(Beginning of EXERCISE DATA)

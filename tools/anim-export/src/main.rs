//! anim-export - skeletal animation export tool
//!
//! Converts decoded skeleton + animation object dumps to glTF (.gltf) or
//! COLLADA (.dae) scenes, one file per animation.

use anyhow::{Result, bail};
use clap::{Parser, Subcommand};
use std::path::PathBuf;

use anim_export::{ExportFormat, JsonObjectDecoder, batch, config, inspect};

#[derive(Parser)]
#[command(name = "anim-export")]
#[command(about = "Skeletal animation export tool")]
#[command(version)]
struct Cli {
    /// Verbose output
    #[arg(short, long, global = true)]
    verbose: bool,

    #[command(subcommand)]
    command: Commands,
}

#[derive(Subcommand)]
enum Commands {
    /// Convert one animation file or a directory of them
    Convert {
        /// File holding the skeleton object
        skeleton: PathBuf,

        /// Animation file, or directory searched recursively
        animations: PathBuf,

        /// Output directory (default: next to each animation)
        #[arg(short, long)]
        output: Option<PathBuf>,

        /// Export format
        #[arg(long, value_enum, conflicts_with_all = ["gltf", "dae"])]
        format: Option<ExportFormat>,

        /// Shorthand for --format gltf
        #[arg(long, conflicts_with = "dae")]
        gltf: bool,

        /// Shorthand for --format dae
        #[arg(long)]
        dae: bool,

        /// Config file (TOML)
        #[arg(short, long)]
        config: Option<PathBuf>,

        /// Frame rate for key times (default: 30, overrides config)
        #[arg(short, long)]
        frame_rate: Option<f32>,
    },

    /// List the objects in a source file
    Inspect {
        /// File to decode
        input: PathBuf,
    },
}

fn main() -> Result<()> {
    let cli = Cli::parse();

    // Initialize logging
    let level = if cli.verbose {
        tracing::Level::DEBUG
    } else {
        tracing::Level::INFO
    };
    tracing_subscriber::fmt()
        .with_env_filter(
            tracing_subscriber::EnvFilter::from_default_env().add_directive(level.into()),
        )
        .init();

    let decoder = JsonObjectDecoder;

    match cli.command {
        Commands::Convert {
            skeleton,
            animations,
            output,
            format,
            gltf,
            dae,
            config: config_path,
            frame_rate,
        } => {
            let config = match &config_path {
                Some(path) => config::load_config(path)?,
                None => config::ConvertConfig::default(),
            };

            let format = if gltf {
                ExportFormat::Gltf
            } else if dae {
                ExportFormat::Dae
            } else {
                format.or(config.export.format).unwrap_or_default()
            };

            let mut settings = config.export_settings();
            if let Some(rate) = frame_rate {
                if !rate.is_finite() || rate <= 0.0 {
                    bail!("--frame-rate must be a positive number, got {}", rate);
                }
                settings.frame_rate = rate;
            }

            if !skeleton.is_file() {
                bail!("Skeleton file not found: {:?}", skeleton);
            }
            if !animations.exists() {
                bail!("Animation path not found: {:?}", animations);
            }

            let skeleton = batch::load_skeleton(&decoder, &skeleton)?;

            let extension = config.animation_extension();
            let items = batch::discover_animations(&animations, extension);
            if items.is_empty() {
                bail!("No .{} files found in {:?}", extension, animations);
            }
            tracing::info!(
                "Converting {} animation(s) to {} at {} fps",
                items.len(),
                format,
                settings.frame_rate
            );

            let options = batch::BatchOptions {
                format,
                settings,
                output_root: output,
            };
            let input_root = batch::input_root(&animations);
            let report = batch::run_batch(&skeleton, &items, &input_root, &options, &decoder);

            for (item, reason) in &report.failed {
                tracing::warn!("Skipped {:?}: {}", item, reason);
            }
            tracing::info!("Done!");
        }

        Commands::Inspect { input } => {
            inspect::inspect_file(&decoder, &input)?;
        }
    }

    Ok(())
}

(End of EXERCISE DATA)

--- TASK DIRECTIONS ---
Reproduce the listing above line for line, exactly.

--- SOLUTION FOR THIS EXERCISE ---
filename tools/anim-export/src/main.rs
//! anim-export - skeletal animation export tool
//!
//! Converts decoded skeleton + animation object dumps to glTF (.gltf) or
//! COLLADA (.dae) scenes, one file per animation.

use anyhow::{Result, bail};
use clap::{Parser, Subcommand};
use std::path::PathBuf;

use anim_export::{ExportFormat, JsonObjectDecoder, batch, config, inspect};

#[derive(Parser)]
#[command(name = "anim-export")]
#[command(about = "Skeletal animation export tool")]
#[command(version)]
struct Cli {
    /// Verbose output
    #[arg(short, long, global = true)]
    verbose: bool,

    #[command(subcommand)]
    command: Commands,
}

#[derive(Subcommand)]
enum Commands {
    /// Convert one animation file or a directory of them
    Convert {
        /// File holding the skeleton object
        skeleton: PathBuf,

        /// Animation file, or directory searched recursively
        animations: PathBuf,

        /// Output directory (default: next to each animation)
        #[arg(short, long)]
        output: Option<PathBuf>,

        /// Export format
        #[arg(long, value_enum, conflicts_with_all = ["gltf", "dae"])]
        format: Option<ExportFormat>,

        /// Shorthand for --format gltf
        #[arg(long, conflicts_with = "dae")]
        gltf: bool,

        /// Shorthand for --format dae
        #[arg(long)]
        dae: bool,

        /// Config file (TOML)
        #[arg(short, long)]
        config: Option<PathBuf>,

        /// Frame rate for key times (default: 30, overrides config)
        #[arg(short, long)]
        frame_rate: Option<f32>,
    },

    /// List the objects in a source file
    Inspect {
        /// File to decode
        input: PathBuf,
    },
}

fn main() -> Result<()> {
    let cli = Cli::parse();

    // Initialize logging
    let level = if cli.verbose {
        tracing::Level::DEBUG
    } else {
        tracing::Level::INFO
    };
    tracing_subscriber::fmt()
        .with_env_filter(
            tracing_subscriber::EnvFilter::from_default_env().add_directive(level.into()),
        )
        .init();

    let decoder = JsonObjectDecoder;

    match cli.command {
        Commands::Convert {
            skeleton,
            animations,
            output,
            format,
            gltf,
            dae,
            config: config_path,
            frame_rate,
        } => {
            let config = match &config_path {
                Some(path) => config::load_config(path)?,
                None => config::ConvertConfig::default(),
            };

            let format = if gltf {
                ExportFormat::Gltf
            } else if dae {
                ExportFormat::Dae
            } else {
                format.or(config.export.format).unwrap_or_default()
            };

            let mut settings = config.export_settings();
            if let Some(rate) = frame_rate {
                if !rate.is_finite() || rate <= 0.0 {
                    bail!("--frame-rate must be a positive number, got {}", rate);
                }
                settings.frame_rate = rate;
            }

            if !skeleton.is_file() {
                bail!("Skeleton file not found: {:?}", skeleton);
            }
            if !animations.exists() {
                bail!("Animation path not found: {:?}", animations);
            }

            let skeleton = batch::load_skeleton(&decoder, &skeleton)?;

            let extension = config.animation_extension();
            let items = batch::discover_animations(&animations, extension);
            if items.is_empty() {
                bail!("No .{} files found in {:?}", extension, animations);
            }
            tracing::info!(
                "Converting {} animation(s) to {} at {} fps",
                items.len(),
                format,
                settings.frame_rate
            );

            let options = batch::BatchOptions {
                format,
                settings,
                output_root: output,
            };
            let input_root = batch::input_root(&animations);
            let report = batch::run_batch(&skeleton, &items, &input_root, &options, &decoder);

            for (item, reason) in &report.failed {
                tracing::warn!("Skipped {:?}: {}", item, reason);
            }
            tracing::info!("Done!");
        }

        Commands::Inspect { input } => {
            inspect::inspect_file(&decoder, &input)?;
        }
    }

    Ok(())
}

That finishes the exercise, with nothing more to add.